Fazendo o papel de desconfiada da Emília.

O Visconde, por sua vez, passa por alguns maus-bocados no Fórum do Mundo Perfeito, porque os demais cientistas não estão muito dispostos a levá-lo a sério porque ele é um sabugo de milho, e foi bem triste ver todo o preconceito que quase os privou de notar toda a genialidade do grande Visconde de Sabugosa – felizmente, Dona Benta também está ali, e tem palavras sábias e um discurso ferrenho que deixa todo mundo calado e pronto para ouvir o que o Visconde tem a dizer… afinal de contas, o Visconde é incrível! Depois de a Pílula Prato Feito Sabugosa não fazer o sucesso esperado, no entanto, Visconde acaba aceitando o convite de um cientista escocês para ajudar nas pesquisas que estão sendo feitas para acabar com a fome… e, assim, ele sai de cena.

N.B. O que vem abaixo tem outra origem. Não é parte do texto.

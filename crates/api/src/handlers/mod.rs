//! Request handlers, one module per resource.

pub mod admin;
pub mod auth;
pub mod character;
pub mod profile;
pub mod upload;
pub mod vote;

No Sítio do Picapau Amarelo, Emília está se divertindo fazendo suas reformas, e começa reformando as laranjas, porque ela diz que colher a laranja é fácil, o problema é descascar – “Minha primeiríssima reforma na natureza. […] Faz-de-Conta que as laranjas já nascem sem casca” –, o Rabicó, para que ele coma menos – “Faz-de-Conta que o Rabicó tem uma gaiola no focinho!” – e os mosquitos que “só sabem cantar uma mesma música – “Faz-de-Conta que os zumbidos dos mosquitos é uma sinfonia de violinos”. E, eventualmente, Emília ganha companhia… a inesperada companhia de Minerva, fantasiada como a Boneca Bárbara, que quer aproveitar que o Sítio está quase vazio para invadir o laboratório do Visconde e roubar alguma invenção.

Mas, no fim, ela descobre que o Faz-de-Conta da Emília é muito mais poderoso.

Enganar a Emília, às vezes, é fácil demais… afinal de contas, ela tem um ego que é o seu ponto fraco. Bárbara chega ao Sítio do Picapau Amarelo dizendo que é uma boneca de fama internacional e que está ali para convidá-la a fazer um filme com ela em Hollywood… e a Emília cai direitinho. Inicialmente, ela fica um pouco brava por existir outra boneca que anda e fala como ela (eu amo o fato de a Bárbara ser uma dessas “bonecas de plástico” com frases prontas, então ela repete coisas como “Eu quero ser sua amiga!” e “Eu te amo!”, exatamente como a bonecas de camelô), e pergunta se o Dr. Caramujo “andou espalhando suas pílulas por aí”, mas Bárbara explica que ela é assim por causa de sua alta tecnologia via satélite ou qualquer coisa assim.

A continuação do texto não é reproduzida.